As patas não se soltaram, Maria Helena, mas deve-se atá-las, coisa que me mete impressão e que por isso não fiz. Não gosto nada de imolar esses e outros bichos, e muito menos com essa espécie de sadomasoquismo.

Para isso, tinha-a metido no forno a 220º, de patas atadas e barriga para o ar, com um pouco de azeite em cima, durante 15 m.

A do vinagre não conhecia. Julgo que não vale o risco de saberem excessivamente a ele, se temos uma que me parece a melhor de todas e a mais cruel: forno, vivas!

Fui frequentador regular de almoços de trabalho no Escondidinho em determinada altura. Passados anos voltei lá, mas para jantar. Deplorável e triste. Nunca mais lá fui. Será que mudou de gerência?

 
At 29/6/06 01:52, Anonymous Anónimo said...

Colher de pau, pelo meu comentário acima se vê que também não sirvo de carrasco. Mas há lá bichinho mais lindo que um cabrito, e nós matámo-lo e comêmo-lo assado. Já por causa disso não como pombos e coelhos.

 
At 29/6/06 02:08, Anonymous Anónimo said...

Elvira e Paula, gosto bastante de marisco, mas gosto mais de queijo, de bom queijo, desse Parmesão, de um Roquefort de qualidade, de um quejo da serra nosso, o melhor de todos para mim quando impecável. Mas do que gosto mais mesmo é de foie gras. Um dia falo disto.

Elvira, permito, claro: este blogue é um lugar de democracia.

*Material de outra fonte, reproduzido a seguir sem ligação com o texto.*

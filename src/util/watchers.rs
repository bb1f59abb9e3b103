//! Connectivity and uncaught-error watchers.
//!
//! SYSTEM CONTEXT
//! ==============
//! Purely observational forwarding: environment events become notices, and
//! nothing is retried or recovered. The severity/message mapping is kept
//! pure so it can be exercised without a browser; `attach` is the thin
//! listener shim.

#[cfg(test)]
#[path = "watchers_test.rs"]
mod watchers_test;

use leptos::prelude::*;

use crate::state::notices::{NoticesState, Severity};

#[cfg(feature = "csr")]
use wasm_bindgen::{JsCast, closure::Closure};

/// Notice for a connectivity transition.
#[must_use]
pub fn connectivity_notice(online: bool) -> (Severity, &'static str) {
    if online {
        (Severity::Success, "Connection restored. You are back online.")
    } else {
        (
            Severity::Warning,
            "You appear to be offline. Some features may be unavailable.",
        )
    }
}

/// Notice for an uncaught page error.
#[must_use]
pub fn error_notice() -> (Severity, &'static str) {
    (Severity::Error, "Something went wrong. Please refresh the page.")
}

/// Register window-level listeners that forward `online`, `offline`, and
/// uncaught `error` events into the notice list.
pub fn attach(notices: RwSignal<NoticesState>) {
    #[cfg(feature = "csr")]
    {
        let Some(window) = web_sys::window() else {
            return;
        };
        attach_connectivity(&window, notices, true);
        attach_connectivity(&window, notices, false);

        let cb = Closure::wrap(Box::new(move |ev: web_sys::ErrorEvent| {
            log::error!("uncaught page error: {}", ev.message());
            let (severity, message) = error_notice();
            notices.update(|state| {
                let _ = state.push(message, severity);
            });
        }) as Box<dyn FnMut(web_sys::ErrorEvent)>);
        let _ = window.add_event_listener_with_callback("error", cb.as_ref().unchecked_ref());
        cb.forget();
    }
    #[cfg(not(feature = "csr"))]
    {
        let _ = notices;
    }
}

#[cfg(feature = "csr")]
fn attach_connectivity(window: &web_sys::Window, notices: RwSignal<NoticesState>, online: bool) {
    let event = if online { "online" } else { "offline" };
    let cb = Closure::wrap(Box::new(move || {
        let (severity, message) = connectivity_notice(online);
        notices.update(|state| {
            let _ = state.push(message, severity);
        });
    }) as Box<dyn FnMut()>);
    let _ = window.add_event_listener_with_callback(event, cb.as_ref().unchecked_ref());
    cb.forget();
}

Nunca bebi Pera Manca branco. O tinto é um dos melhores vinhos portugueses e tenho algum. Talvez o branco case bem por causa do Xerês, só a Elvira mo poderá dizer.

 
At 29/6/06 02:14, Anonymous Anónimo said...

Isto já é do sono, são 02:04. Quem falava do Pera Manca era a Colher de Pau. Aproveito para dizer que nunca bebi desse branco porque o Pera Manca tinto tem uma fasquia tão alta que me induzirá uma desilusão porventura injusta

 
At 29/6/06 08:07, Anonymous Anónimo said...

Ilustre Gourmet,

A técnica do forno não conhecia eu.
Posso assegurar-lhe que o vinagre utilizado para este acto não influi em nada no paladar, pois elas estão vivas e a operação é muito rápida. Utilizo esta técnica há anos. Não consigo atá-las e metê-las no forno, vivas...

A minha nostalgia do Escondidinho também tem alguns anos :)))

Maria Helena

 
At 3/7/06 08:23, Blogger kuka said...

O anónimo tem toda a razão.Teve muita sorte por elas não terem "largado as patas".Devem ser mortas com vinagre.

 
At 3/7/06 17:41, Anonymous Anónimo said...

Como não sou capaz de atá-las (do que fala toda a bateria de livros que tenho, sem citarem o vinagre) e porque o diz quem diz, pedindo eu desculpa à Maria Helena (o anónimo), a partir das próximas vai com o vinagre. É o que escrevi no comentário dos crepes. Amadores são amadores.

Foram as primeiras santolas vivas que cozi, e agora lembro-me das poucas sapateiras também vivas: de vez em quando lá estava uma pata no fundo, sobretudo pinças. Sempre a aprender. Obrigado aos dois. Nisso já não falho.